▶ SUPPLIED RECORDS

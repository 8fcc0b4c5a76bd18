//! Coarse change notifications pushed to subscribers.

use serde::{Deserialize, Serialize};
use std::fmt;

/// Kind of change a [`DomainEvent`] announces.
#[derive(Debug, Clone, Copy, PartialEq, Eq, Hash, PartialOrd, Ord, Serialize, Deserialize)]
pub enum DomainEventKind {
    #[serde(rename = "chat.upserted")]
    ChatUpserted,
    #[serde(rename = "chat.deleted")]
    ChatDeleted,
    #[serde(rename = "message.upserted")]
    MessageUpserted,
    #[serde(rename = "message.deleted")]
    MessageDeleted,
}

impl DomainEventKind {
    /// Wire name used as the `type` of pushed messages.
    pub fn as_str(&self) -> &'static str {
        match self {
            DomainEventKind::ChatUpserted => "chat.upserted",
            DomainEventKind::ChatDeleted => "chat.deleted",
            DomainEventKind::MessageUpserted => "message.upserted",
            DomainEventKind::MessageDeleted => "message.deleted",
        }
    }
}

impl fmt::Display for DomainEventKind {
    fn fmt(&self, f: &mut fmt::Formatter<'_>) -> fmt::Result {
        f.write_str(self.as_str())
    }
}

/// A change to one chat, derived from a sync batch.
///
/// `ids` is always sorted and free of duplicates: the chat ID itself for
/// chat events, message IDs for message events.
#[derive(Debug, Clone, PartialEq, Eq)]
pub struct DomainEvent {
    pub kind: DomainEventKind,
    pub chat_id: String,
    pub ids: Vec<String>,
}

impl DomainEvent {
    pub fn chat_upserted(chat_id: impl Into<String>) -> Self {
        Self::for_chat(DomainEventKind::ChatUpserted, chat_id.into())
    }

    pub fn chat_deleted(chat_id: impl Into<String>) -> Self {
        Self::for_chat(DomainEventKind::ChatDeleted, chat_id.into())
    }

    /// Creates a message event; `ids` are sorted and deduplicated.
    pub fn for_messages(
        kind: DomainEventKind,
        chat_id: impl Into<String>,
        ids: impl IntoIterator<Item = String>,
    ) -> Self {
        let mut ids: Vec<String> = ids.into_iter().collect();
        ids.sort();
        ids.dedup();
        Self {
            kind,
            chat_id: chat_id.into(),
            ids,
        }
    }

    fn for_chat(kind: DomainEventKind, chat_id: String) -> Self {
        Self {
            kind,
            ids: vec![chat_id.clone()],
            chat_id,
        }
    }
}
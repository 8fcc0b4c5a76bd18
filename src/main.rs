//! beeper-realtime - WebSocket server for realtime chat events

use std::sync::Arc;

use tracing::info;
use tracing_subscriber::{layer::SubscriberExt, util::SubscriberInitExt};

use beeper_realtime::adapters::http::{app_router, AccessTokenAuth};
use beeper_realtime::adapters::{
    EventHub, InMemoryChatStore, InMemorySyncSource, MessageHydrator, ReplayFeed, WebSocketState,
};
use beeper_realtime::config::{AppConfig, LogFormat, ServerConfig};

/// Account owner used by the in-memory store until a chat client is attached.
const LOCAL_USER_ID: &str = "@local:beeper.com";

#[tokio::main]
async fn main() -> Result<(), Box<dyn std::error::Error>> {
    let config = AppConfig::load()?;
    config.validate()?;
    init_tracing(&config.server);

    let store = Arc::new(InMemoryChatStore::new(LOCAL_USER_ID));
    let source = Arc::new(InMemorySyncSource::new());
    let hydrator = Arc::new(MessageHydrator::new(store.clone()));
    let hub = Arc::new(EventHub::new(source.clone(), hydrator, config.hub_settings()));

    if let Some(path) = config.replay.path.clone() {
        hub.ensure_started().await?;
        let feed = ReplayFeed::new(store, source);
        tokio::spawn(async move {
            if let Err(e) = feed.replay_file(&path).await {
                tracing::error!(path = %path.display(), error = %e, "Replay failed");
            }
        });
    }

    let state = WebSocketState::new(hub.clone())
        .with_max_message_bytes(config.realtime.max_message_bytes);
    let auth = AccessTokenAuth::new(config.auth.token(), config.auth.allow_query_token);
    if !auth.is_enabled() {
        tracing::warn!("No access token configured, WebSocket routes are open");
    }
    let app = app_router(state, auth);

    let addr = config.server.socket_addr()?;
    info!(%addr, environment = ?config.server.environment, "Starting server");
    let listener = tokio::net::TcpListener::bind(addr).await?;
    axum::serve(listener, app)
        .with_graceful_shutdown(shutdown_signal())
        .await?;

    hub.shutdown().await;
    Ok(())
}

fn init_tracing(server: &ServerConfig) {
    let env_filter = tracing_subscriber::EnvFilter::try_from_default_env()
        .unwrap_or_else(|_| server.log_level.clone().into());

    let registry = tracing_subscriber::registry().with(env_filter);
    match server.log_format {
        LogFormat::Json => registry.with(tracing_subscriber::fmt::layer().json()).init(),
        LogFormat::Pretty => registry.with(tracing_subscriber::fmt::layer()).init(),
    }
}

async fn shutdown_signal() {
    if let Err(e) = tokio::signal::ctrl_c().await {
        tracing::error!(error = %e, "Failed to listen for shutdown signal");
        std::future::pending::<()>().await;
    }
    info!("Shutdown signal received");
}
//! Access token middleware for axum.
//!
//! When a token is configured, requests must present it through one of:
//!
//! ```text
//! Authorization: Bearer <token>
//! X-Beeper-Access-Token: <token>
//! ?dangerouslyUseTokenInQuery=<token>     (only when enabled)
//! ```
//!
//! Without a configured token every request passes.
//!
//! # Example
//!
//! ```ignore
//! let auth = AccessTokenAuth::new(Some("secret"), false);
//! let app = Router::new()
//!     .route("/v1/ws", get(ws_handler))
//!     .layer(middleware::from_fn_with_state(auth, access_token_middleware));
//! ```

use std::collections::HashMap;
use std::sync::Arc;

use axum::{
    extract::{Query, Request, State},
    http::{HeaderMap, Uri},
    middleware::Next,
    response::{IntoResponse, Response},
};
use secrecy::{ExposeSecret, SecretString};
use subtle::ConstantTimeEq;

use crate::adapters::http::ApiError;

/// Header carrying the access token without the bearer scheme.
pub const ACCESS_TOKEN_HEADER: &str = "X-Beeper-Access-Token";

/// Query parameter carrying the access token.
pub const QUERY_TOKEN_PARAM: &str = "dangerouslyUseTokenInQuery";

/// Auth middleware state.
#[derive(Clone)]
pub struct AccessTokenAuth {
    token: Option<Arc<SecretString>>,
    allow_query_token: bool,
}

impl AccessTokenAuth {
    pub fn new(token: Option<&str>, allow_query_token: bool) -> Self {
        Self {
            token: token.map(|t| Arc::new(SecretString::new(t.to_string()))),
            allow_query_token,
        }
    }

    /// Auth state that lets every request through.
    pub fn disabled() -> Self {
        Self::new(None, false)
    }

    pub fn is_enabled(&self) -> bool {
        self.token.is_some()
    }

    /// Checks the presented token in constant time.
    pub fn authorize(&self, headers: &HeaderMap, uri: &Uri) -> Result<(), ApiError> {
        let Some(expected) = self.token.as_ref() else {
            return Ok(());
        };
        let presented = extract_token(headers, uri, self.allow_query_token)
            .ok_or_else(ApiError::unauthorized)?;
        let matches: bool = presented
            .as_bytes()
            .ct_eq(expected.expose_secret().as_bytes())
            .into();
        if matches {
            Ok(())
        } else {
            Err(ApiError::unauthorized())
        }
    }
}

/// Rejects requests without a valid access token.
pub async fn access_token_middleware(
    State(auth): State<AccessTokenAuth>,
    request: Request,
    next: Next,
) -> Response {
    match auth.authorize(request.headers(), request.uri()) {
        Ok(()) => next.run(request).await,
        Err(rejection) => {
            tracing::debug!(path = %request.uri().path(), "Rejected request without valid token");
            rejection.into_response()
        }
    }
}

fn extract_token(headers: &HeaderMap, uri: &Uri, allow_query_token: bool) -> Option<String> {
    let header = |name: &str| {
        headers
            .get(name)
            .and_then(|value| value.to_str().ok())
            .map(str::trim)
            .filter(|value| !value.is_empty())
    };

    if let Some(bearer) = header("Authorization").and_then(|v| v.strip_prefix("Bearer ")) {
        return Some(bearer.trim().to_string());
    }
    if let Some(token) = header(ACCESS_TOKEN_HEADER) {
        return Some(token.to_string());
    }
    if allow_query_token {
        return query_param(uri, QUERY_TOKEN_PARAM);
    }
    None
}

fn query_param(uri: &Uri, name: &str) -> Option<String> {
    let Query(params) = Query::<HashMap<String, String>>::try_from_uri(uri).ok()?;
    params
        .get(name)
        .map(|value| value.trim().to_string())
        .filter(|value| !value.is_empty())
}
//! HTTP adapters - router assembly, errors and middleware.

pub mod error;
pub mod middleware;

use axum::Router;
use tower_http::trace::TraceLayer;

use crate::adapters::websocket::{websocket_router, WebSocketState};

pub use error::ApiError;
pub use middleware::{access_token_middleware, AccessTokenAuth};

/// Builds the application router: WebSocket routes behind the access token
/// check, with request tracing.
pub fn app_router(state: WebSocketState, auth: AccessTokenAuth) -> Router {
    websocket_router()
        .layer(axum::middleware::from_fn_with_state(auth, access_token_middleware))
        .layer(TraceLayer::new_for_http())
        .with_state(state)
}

▶ WHAT YOU HAVE TO DO
Using the records above, restate word for word the lines from the one with "config.validate()?;" through the one with "let addr = config.server.socket_addr()?;", both included.

▶ THE ANSWER
    config.validate()?;
    init_tracing(&config.server);

    let store = Arc::new(InMemoryChatStore::new(LOCAL_USER_ID));
    let source = Arc::new(InMemorySyncSource::new());
    let hydrator = Arc::new(MessageHydrator::new(store.clone()));
    let hub = Arc::new(EventHub::new(source.clone(), hydrator, config.hub_settings()));

    if let Some(path) = config.replay.path.clone() {
        hub.ensure_started().await?;
        let feed = ReplayFeed::new(store, source);
        tokio::spawn(async move {
            if let Err(e) = feed.replay_file(&path).await {
                tracing::error!(path = %path.display(), error = %e, "Replay failed");
            }
        });
    }

    let state = WebSocketState::new(hub.clone())
        .with_max_message_bytes(config.realtime.max_message_bytes);
    let auth = AccessTokenAuth::new(config.auth.token(), config.auth.allow_query_token);
    if !auth.is_enabled() {
        tracing::warn!("No access token configured, WebSocket routes are open");
    }
    let app = app_router(state, auth);

    let addr = config.server.socket_addr()?;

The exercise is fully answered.